[Stored items]
▽
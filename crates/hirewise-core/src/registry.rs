//! Provider registry
//!
//! Built once at startup, then shared read-only behind an `Arc`. There is no
//! mutation API after construction, so lookups need no locking.

use std::collections::HashMap;
use std::sync::Arc;

use tracing::{debug, info};

use crate::config::{ProviderEntry, ProviderKind, RouterConfig};
use crate::error::{RegistryError, RouterError};
use crate::providers::anthropic::AnthropicAdapter;
use crate::providers::google::GoogleAdapter;
use crate::providers::openai::OpenAiAdapter;
use crate::providers::openai_compat::OpenAiCompatAdapter;
use crate::providers::types::{ProviderAdapter, ProviderDescriptor};

/// A descriptor together with the adapter that executes calls for it
#[derive(Clone)]
pub struct RegisteredProvider {
    pub descriptor: ProviderDescriptor,
    pub adapter: Arc<dyn ProviderAdapter>,
}

impl std::fmt::Debug for RegisteredProvider {
    fn fmt(&self, f: &mut std::fmt::Formatter<'_>) -> std::fmt::Result {
        f.debug_struct("RegisteredProvider")
            .field("descriptor", &self.descriptor)
            .field("kind", &self.adapter.kind())
            .field("model", &self.adapter.model())
            .finish()
    }
}

/// Registered providers, kept in registration order
#[derive(Debug, Default)]
pub struct ProviderRegistry {
    entries: Vec<RegisteredProvider>,
    index: HashMap<String, usize>,
}

impl ProviderRegistry {
    pub fn new() -> Self {
        Self::default()
    }

    /// Add a provider; ids must be unique
    pub fn register(
        &mut self,
        descriptor: ProviderDescriptor,
        adapter: Arc<dyn ProviderAdapter>,
    ) -> Result<(), RegistryError> {
        if descriptor.id.trim().is_empty() {
            return Err(RegistryError::InvalidConfig {
                id: descriptor.id,
                reason: "provider id must not be empty".to_string(),
            });
        }
        if descriptor.timeout_ms == 0 {
            return Err(RegistryError::InvalidConfig {
                id: descriptor.id,
                reason: "timeout_ms must be greater than zero".to_string(),
            });
        }
        if self.index.contains_key(&descriptor.id) {
            return Err(RegistryError::DuplicateProvider(descriptor.id));
        }

        debug!(
            "Registering provider {} ({}/{}), tier={}, json={}, chat={}",
            descriptor.id,
            adapter.kind(),
            adapter.model(),
            descriptor.cost_tier,
            descriptor.supports_json_mode,
            descriptor.supports_chat
        );

        self.index.insert(descriptor.id.clone(), self.entries.len());
        self.entries.push(RegisteredProvider {
            descriptor,
            adapter,
        });
        Ok(())
    }

    /// Builder-style [`register`](Self::register)
    pub fn with_provider(
        mut self,
        descriptor: ProviderDescriptor,
        adapter: Arc<dyn ProviderAdapter>,
    ) -> Result<Self, RegistryError> {
        self.register(descriptor, adapter)?;
        Ok(self)
    }

    pub fn get(&self, id: &str) -> Result<&ProviderDescriptor, RouterError> {
        self.entry(id)
            .map(|e| &e.descriptor)
            .ok_or_else(|| RouterError::ProviderNotFound(id.to_string()))
    }

    pub fn entry(&self, id: &str) -> Option<&RegisteredProvider> {
        self.index.get(id).map(|&i| &self.entries[i])
    }

    pub fn contains(&self, id: &str) -> bool {
        self.index.contains_key(id)
    }

    /// Descriptors in registration order
    pub fn list(&self) -> impl Iterator<Item = &ProviderDescriptor> {
        self.entries.iter().map(|e| &e.descriptor)
    }

    pub fn providers(&self) -> &[RegisteredProvider] {
        &self.entries
    }

    pub fn len(&self) -> usize {
        self.entries.len()
    }

    pub fn is_empty(&self) -> bool {
        self.entries.is_empty()
    }

    /// Build the registry from configuration, failing fast on bad entries.
    ///
    /// Disabled entries are skipped. An enabled entry that requires a key but
    /// has none is an error rather than a silently missing provider.
    pub fn from_config(config: &RouterConfig) -> Result<Self, RegistryError> {
        let mut registry = Self::new();
        for entry in config.providers.iter().filter(|e| e.enabled) {
            let (descriptor, adapter) = build_provider(entry)?;
            registry.register(descriptor, adapter)?;
        }
        info!(
            "Provider registry ready with {} provider(s): [{}]",
            registry.len(),
            registry
                .list()
                .map(|d| d.id.as_str())
                .collect::<Vec<_>>()
                .join(", ")
        );
        Ok(registry)
    }
}

fn build_provider(
    entry: &ProviderEntry,
) -> Result<(ProviderDescriptor, Arc<dyn ProviderAdapter>), RegistryError> {
    if entry.requires_api_key && entry.api_key.trim().is_empty() {
        return Err(RegistryError::MissingCredentials(entry.id.clone()));
    }
    if entry.api_key.contains("${") {
        return Err(RegistryError::InvalidConfig {
            id: entry.id.clone(),
            reason: "api_key contains an unexpanded ${VAR} reference".to_string(),
        });
    }

    let base_url = resolve_base_url(entry)?;
    let api_key = entry.api_key.clone();
    let model = entry.model.clone();

    let adapter: Arc<dyn ProviderAdapter> = match entry.kind {
        ProviderKind::OpenAi => Arc::new(OpenAiAdapter::new(api_key, model, base_url, entry.max_tokens)?),
        ProviderKind::Anthropic => {
            Arc::new(AnthropicAdapter::new(api_key, model, base_url, entry.max_tokens)?)
        }
        ProviderKind::Google => Arc::new(GoogleAdapter::new(api_key, model, base_url, entry.max_tokens)?),
        ProviderKind::OpenAiCompat => Arc::new(OpenAiCompatAdapter::new(
            entry.id.clone(),
            api_key,
            model,
            base_url,
            entry.max_tokens,
        )?),
    };

    let descriptor = ProviderDescriptor {
        id: entry.id.clone(),
        supports_json_mode: entry
            .supports_json_mode
            .unwrap_or_else(|| entry.kind.default_json_mode()),
        supports_chat: entry.supports_chat,
        cost_tier: entry.cost_tier,
        max_input_tokens: entry.max_input_tokens,
        timeout_ms: entry.timeout_ms,
    };

    Ok((descriptor, adapter))
}

fn resolve_base_url(entry: &ProviderEntry) -> Result<String, RegistryError> {
    let raw = match (&entry.base_url, entry.kind.default_base_url()) {
        (Some(url), _) => url.clone(),
        (None, Some(default)) => default.to_string(),
        (None, None) => {
            return Err(RegistryError::InvalidConfig {
                id: entry.id.clone(),
                reason: "base_url is required for openai_compat providers".to_string(),
            });
        }
    };

    let parsed = url::Url::parse(&raw).map_err(|e| RegistryError::InvalidConfig {
        id: entry.id.clone(),
        reason: format!("invalid base_url '{}': {}", raw, e),
    })?;
    if !matches!(parsed.scheme(), "http" | "https") {
        return Err(RegistryError::InvalidConfig {
            id: entry.id.clone(),
            reason: format!("base_url must be http or https, got '{}'", parsed.scheme()),
        });
    }
    Ok(raw)
}

#[cfg(test)]
mod tests {
    use super::*;
    use crate::error::ProviderError;
    use crate::providers::types::ProviderRequest;
    use crate::types::{CostTier, NormalizedResponse};
    use async_trait::async_trait;

    struct NullAdapter;

    #[async_trait]
    impl ProviderAdapter for NullAdapter {
        fn kind(&self) -> &str {
            "null"
        }
        fn model(&self) -> &str {
            "null-model"
        }
        async fn execute(
            &self,
            _request: &ProviderRequest,
            descriptor: &ProviderDescriptor,
        ) -> Result<NormalizedResponse, ProviderError> {
            Err(ProviderError::invalid_response(&descriptor.id, "null adapter"))
        }
    }

    fn entry(id: &str, kind: ProviderKind, api_key: &str) -> ProviderEntry {
        serde_json::from_value(serde_json::json!({
            "id": id,
            "kind": kind,
            "api_key": api_key,
            "model": "m",
            "cost_tier": "low",
        }))
        .unwrap()
    }

    #[test]
    fn test_register_and_lookup() {
        let registry = ProviderRegistry::new()
            .with_provider(ProviderDescriptor::new("p1", CostTier::Low), Arc::new(NullAdapter))
            .unwrap()
            .with_provider(ProviderDescriptor::new("p2", CostTier::Mid), Arc::new(NullAdapter))
            .unwrap();

        assert_eq!(registry.len(), 2);
        assert_eq!(registry.get("p2").unwrap().cost_tier, CostTier::Mid);
        let ids: Vec<&str> = registry.list().map(|d| d.id.as_str()).collect();
        assert_eq!(ids, vec!["p1", "p2"]);
    }

    #[test]
    fn test_get_unknown_is_not_found() {
        let registry = ProviderRegistry::new();
        assert!(matches!(registry.get("nope"), Err(RouterError::ProviderNotFound(id)) if id == "nope"));
    }

    #[test]
    fn test_duplicate_id_rejected() {
        let mut registry = ProviderRegistry::new();
        registry
            .register(ProviderDescriptor::new("p1", CostTier::Low), Arc::new(NullAdapter))
            .unwrap();
        let err = registry
            .register(ProviderDescriptor::new("p1", CostTier::High), Arc::new(NullAdapter))
            .unwrap_err();
        assert_eq!(err, RegistryError::DuplicateProvider("p1".to_string()));
    }

    #[test]
    fn test_zero_timeout_rejected() {
        let mut registry = ProviderRegistry::new();
        let err = registry
            .register(
                ProviderDescriptor::new("p1", CostTier::Low).with_timeout_ms(0),
                Arc::new(NullAdapter),
            )
            .unwrap_err();
        assert!(matches!(err, RegistryError::InvalidConfig { .. }));
    }

    #[test]
    fn test_from_config_missing_credentials_fails_fast() {
        let config = RouterConfig {
            providers: vec![entry("openai", ProviderKind::OpenAi, "")],
            ..Default::default()
        };
        let err = ProviderRegistry::from_config(&config).unwrap_err();
        assert_eq!(err, RegistryError::MissingCredentials("openai".to_string()));
    }

    #[test]
    fn test_from_config_rejects_unexpanded_key() {
        let config = RouterConfig {
            providers: vec![entry("openai", ProviderKind::OpenAi, "${OPENAI_API_KEY}")],
            ..Default::default()
        };
        assert!(matches!(
            ProviderRegistry::from_config(&config),
            Err(RegistryError::InvalidConfig { .. })
        ));
    }

    #[test]
    fn test_from_config_skips_disabled() {
        let mut disabled = entry("claude", ProviderKind::Anthropic, "");
        disabled.enabled = false;
        let config = RouterConfig {
            providers: vec![disabled, entry("gemini", ProviderKind::Google, "AIza-key")],
            ..Default::default()
        };
        let registry = ProviderRegistry::from_config(&config).unwrap();
        assert_eq!(registry.len(), 1);
        assert!(registry.contains("gemini"));
        assert!(!registry.contains("claude"));
    }

    #[test]
    fn test_from_config_capability_defaults() {
        let config = RouterConfig {
            providers: vec![
                entry("claude", ProviderKind::Anthropic, "sk-ant-x"),
                entry("gpt", ProviderKind::OpenAi, "sk-x"),
            ],
            ..Default::default()
        };
        let registry = ProviderRegistry::from_config(&config).unwrap();
        assert!(!registry.get("claude").unwrap().supports_json_mode);
        assert!(registry.get("gpt").unwrap().supports_json_mode);
    }

    #[test]
    fn test_compat_requires_base_url() {
        let config = RouterConfig {
            providers: vec![entry("groq", ProviderKind::OpenAiCompat, "gsk")],
            ..Default::default()
        };
        assert!(matches!(
            ProviderRegistry::from_config(&config),
            Err(RegistryError::InvalidConfig { .. })
        ));
    }

    #[test]
    fn test_keyless_local_provider() {
        let mut local = entry("ollama", ProviderKind::OpenAiCompat, "");
        local.requires_api_key = false;
        local.base_url = Some("http://localhost:11434/v1".to_string());
        let config = RouterConfig {
            providers: vec![local],
            ..Default::default()
        };
        let registry = ProviderRegistry::from_config(&config).unwrap();
        assert_eq!(registry.entry("ollama").unwrap().adapter.kind(), "ollama");
    }

    #[test]
    fn test_rejects_non_http_base_url() {
        let mut e = entry("gpt", ProviderKind::OpenAi, "sk-x");
        e.base_url = Some("ftp://example.com".to_string());
        let config = RouterConfig {
            providers: vec![e],
            ..Default::default()
        };
        assert!(ProviderRegistry::from_config(&config).is_err());
    }
}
△
◆ **Exercise instructions**: Return every line from the entries above that contains the word "trim".

◆ **Reply**:
        if descriptor.id.trim().is_empty() {
    if entry.requires_api_key && entry.api_key.trim().is_empty() {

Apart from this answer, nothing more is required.